The epicentre of the financial crisis earthquake that shook the globe in 2007/08 was located on the financial markets.

Hence, it is hardly surprising that capital markets law almost immediately became the focus of legislative activity, which ultimately resulted in downright seismic reforms of the EU financial markets architecture. But the financial crisis also had a profound impact on legislative action in the closely related field of EU company law.

This chapter provides an overview of the most important reform measures and their practical and conceptual ramifications.

FINANCIAL CRISIS AND EUROPEAN CAPITAL MARKETS LAW

As already indicated, the financial crisis had a truly seismic impact on European capital markets law, shaking it down to its very foundations.
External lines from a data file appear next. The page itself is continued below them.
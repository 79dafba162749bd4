//! # odtzip
//!
//! A local-header ZIP reader for OpenDocument text, with local and HTTP sources.
//!
//! The reader walks an archive's local file headers from the front and never
//! consults the central directory. Entries are located by name or index,
//! identified by the byte offset of their header, and decoded (stored or
//! DEFLATE) into memory with a CRC-32 check.
//!
//! ## Features
//!
//! - Count, list and look up entries by index or by name (exact or
//!   substring, case-sensitive or not)
//! - Entries written in streaming mode, whose sizes and CRC live in a
//!   trailing data descriptor
//! - STORED and DEFLATE compression methods
//! - Archives on the local filesystem or behind an HTTP server with Range
//!   request support
//! - Reading the `mimetype` and `content.xml` parts of an OpenDocument Text
//!
//! ## Example
//!
//! ```no_run
//! use odtzip::{Inflator, MatchFlags, ZipArchive};
//!
//! fn main() -> anyhow::Result<()> {
//!     let mut archive = ZipArchive::open("report.odt")?;
//!     let mut inflator = Inflator::new();
//!
//!     let flags = MatchFlags::EXACT | MatchFlags::CASE_SENSITIVE;
//!     if let Some(handle) = archive.offset_of_name("content.xml", flags, None)? {
//!         let extraction = archive.extract(handle, &mut inflator)?;
//!         println!("{}", String::from_utf8_lossy(&extraction.payload));
//!     }
//!
//!     Ok(())
//! }
//! ```

pub mod cli;
pub mod document;
pub mod io;
pub mod zip;

pub use cli::Cli;
pub use document::{Document, DocumentError, read_document};
pub use io::{HttpRangeReader, LocalFileReader, ReadAt, SourceStream};
pub use zip::{
    EntryHandle, EntryInfo, Extraction, Inflator, MatchFlags, ZipArchive, ZipError,
};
The “earthquake” abruptly roused European capital markets law from a state of relative tranquillity. After the Financial Services Action Plan of 1999 had been fully implemented by 2005, the Commission's leitmotiv had actually been (dynamic) consolidation rather than new reforms. But the financial crisis earthquake suddenly put the European legislator under enormous pressure to act in order to guarantee the functioning of the European financial markets and to restore investor confidence.

EMERGENCY MEASURES

In the immediate aftermath of the crisis, the ECB, the Commission and national governments undertook a variety of emergency measures, including substantial injections of public money into the banking sector. But it was immediately apparent that coordinated action was necessary: Hence, in October 2008, the Eurozone countries issued a “Declaration on a concerted European Action Plan” and the Council established a “financial crisis cell” in order to enable speedy and effective action.

COMPREHENSIVE REFORM OF THE EU FINANCIAL MARKETS ARCHITECTURE

However, it was also clear that these emergency measures were only stopgap solutions and that it was imperative to tackle the structural problems and deficits of European financial markets regulation. Thus, by the end of 2008, the European Commission started preparations for a comprehensive reform both of the supervisory system and the substantive legal framework. In spring 2009, it outlined a roadmap and the first legislative proposals followed in the autumn of 2009.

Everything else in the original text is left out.